#### REQUIREMENT
This task calls for copying every line of the records that includes the word "reason".

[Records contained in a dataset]
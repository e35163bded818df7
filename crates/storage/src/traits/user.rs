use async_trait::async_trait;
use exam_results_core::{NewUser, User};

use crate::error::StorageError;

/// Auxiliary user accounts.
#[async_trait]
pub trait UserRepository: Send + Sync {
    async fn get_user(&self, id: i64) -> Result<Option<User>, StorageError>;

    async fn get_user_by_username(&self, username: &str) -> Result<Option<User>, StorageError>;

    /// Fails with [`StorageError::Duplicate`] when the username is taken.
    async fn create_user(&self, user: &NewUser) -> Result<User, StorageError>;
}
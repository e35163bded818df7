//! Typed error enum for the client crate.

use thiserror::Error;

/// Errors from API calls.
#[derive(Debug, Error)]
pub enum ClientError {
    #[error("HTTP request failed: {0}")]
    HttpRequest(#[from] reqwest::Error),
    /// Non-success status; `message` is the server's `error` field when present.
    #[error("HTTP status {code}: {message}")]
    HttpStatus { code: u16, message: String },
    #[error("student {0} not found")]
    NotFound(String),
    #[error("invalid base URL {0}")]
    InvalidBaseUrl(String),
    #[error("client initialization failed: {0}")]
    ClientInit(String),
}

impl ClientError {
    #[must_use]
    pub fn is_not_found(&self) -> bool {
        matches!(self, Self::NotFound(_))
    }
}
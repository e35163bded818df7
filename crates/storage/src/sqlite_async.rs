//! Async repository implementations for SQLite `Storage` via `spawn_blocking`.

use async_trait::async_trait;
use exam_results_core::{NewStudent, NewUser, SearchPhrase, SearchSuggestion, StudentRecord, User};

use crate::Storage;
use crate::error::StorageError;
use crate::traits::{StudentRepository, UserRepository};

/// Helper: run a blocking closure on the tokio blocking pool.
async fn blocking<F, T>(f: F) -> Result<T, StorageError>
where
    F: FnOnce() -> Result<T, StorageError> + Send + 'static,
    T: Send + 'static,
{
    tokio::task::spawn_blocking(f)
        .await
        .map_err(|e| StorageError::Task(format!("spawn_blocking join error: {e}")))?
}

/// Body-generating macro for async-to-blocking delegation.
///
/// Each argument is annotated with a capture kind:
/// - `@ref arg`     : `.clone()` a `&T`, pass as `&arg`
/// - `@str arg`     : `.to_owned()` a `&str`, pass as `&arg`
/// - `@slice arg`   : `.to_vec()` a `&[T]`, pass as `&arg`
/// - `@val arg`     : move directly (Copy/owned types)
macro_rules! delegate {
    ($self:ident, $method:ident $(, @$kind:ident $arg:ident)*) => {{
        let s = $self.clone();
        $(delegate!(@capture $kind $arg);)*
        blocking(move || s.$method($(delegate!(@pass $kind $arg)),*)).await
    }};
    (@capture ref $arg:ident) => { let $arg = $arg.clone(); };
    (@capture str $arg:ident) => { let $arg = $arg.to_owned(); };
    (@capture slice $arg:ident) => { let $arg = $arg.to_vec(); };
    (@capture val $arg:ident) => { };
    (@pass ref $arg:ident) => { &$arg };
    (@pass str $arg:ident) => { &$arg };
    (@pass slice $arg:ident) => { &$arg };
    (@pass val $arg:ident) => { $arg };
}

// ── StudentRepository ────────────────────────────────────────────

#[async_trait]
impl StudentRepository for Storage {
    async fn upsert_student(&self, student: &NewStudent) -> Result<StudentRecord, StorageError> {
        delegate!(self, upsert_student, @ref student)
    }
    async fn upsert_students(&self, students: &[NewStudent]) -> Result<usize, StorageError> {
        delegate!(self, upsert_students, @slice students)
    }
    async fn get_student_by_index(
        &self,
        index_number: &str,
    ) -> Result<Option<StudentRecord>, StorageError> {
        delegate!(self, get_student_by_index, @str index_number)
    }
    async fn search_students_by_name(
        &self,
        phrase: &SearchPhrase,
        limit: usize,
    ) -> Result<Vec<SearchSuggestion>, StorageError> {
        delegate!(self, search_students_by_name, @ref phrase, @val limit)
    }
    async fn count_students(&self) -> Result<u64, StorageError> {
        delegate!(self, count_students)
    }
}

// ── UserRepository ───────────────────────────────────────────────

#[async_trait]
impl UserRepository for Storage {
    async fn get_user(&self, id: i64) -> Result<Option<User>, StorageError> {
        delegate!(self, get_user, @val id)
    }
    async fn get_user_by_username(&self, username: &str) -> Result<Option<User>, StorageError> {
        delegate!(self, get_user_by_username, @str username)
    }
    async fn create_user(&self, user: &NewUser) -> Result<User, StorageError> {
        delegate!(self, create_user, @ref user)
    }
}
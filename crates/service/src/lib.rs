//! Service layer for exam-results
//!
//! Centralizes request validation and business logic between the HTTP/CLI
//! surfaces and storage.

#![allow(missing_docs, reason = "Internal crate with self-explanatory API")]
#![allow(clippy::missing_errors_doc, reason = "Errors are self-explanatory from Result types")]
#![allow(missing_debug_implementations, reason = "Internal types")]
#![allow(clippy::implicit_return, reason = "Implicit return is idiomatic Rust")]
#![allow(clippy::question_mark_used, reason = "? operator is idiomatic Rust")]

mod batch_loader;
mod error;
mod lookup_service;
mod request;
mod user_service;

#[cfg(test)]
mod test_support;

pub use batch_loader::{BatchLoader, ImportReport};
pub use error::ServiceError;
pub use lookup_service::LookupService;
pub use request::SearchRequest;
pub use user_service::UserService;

#### RESPONSE TO THE EXERCISE
#![allow(missing_docs, reason = "Internal crate with self-explanatory API")]
#![allow(clippy::missing_errors_doc, reason = "Errors are self-explanatory from Result types")]
#![allow(missing_debug_implementations, reason = "Internal types")]
#![allow(clippy::implicit_return, reason = "Implicit return is idiomatic Rust")]
#![allow(clippy::question_mark_used, reason = "? operator is idiomatic Rust")]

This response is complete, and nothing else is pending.